▶ Task item:
In the listing below, count the lines with "HistoryError" and report only the figure.

*** Records for processing ***

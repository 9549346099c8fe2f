//! Error types for the conversation-history subsystem.

use std::path::PathBuf;

use thiserror::Error;

/// History subsystem error type.
#[derive(Debug, Error)]
pub enum HistoryError {
    /// Invalid configuration or unsupported values.
    #[error("invalid configuration: {0}")]
    InvalidConfig(String),
    /// Session identifier rejected by validation.
    #[error("invalid session id: {0}")]
    InvalidSessionId(#[from] crate::history::core::ids::SessionKeyError),
    /// Turn rejected before it reached the log.
    #[error("invalid turn: {0}")]
    InvalidTurn(String),
    /// Durable write failed; the in-memory log is still valid.
    #[error("failed to persist history to {}: {source}", path.display())]
    Persistence {
        /// Target file of the failed write.
        path: PathBuf,
        /// Underlying I/O failure.
        #[source]
        source: std::io::Error,
    },
    /// Serialization error.
    #[error("serialization error: {0}")]
    Serialization(#[from] serde_json::Error),
}

impl HistoryError {
    /// Whether this error came from a failed durable write.
    #[must_use]
    pub const fn is_persistence(&self) -> bool {
        matches!(self, Self::Persistence { .. })
    }
}

/// Convenience result alias for history operations.
pub type HistoryResult<T> = Result<T, HistoryError>;

/// Reasons a stored record could not be loaded.
///
/// Never surfaced to callers: every variant degrades to a fresh log.
#[derive(Debug, Error)]
pub enum LoadError {
    /// No record on disk yet.
    #[error("no stored history")]
    Missing,
    /// The file exists but could not be read.
    #[error("read failed: {0}")]
    Io(#[from] std::io::Error),
    /// The file contents are not a valid record.
    #[error("parse failed: {0}")]
    Parse(#[from] serde_json::Error),
}
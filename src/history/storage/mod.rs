//! Durable storage for conversation logs.

pub mod history_file;

pub use history_file::{HistoryBackend, JsonFileBackend};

*** End of Records for processing ***

▶ Solution for this task:
3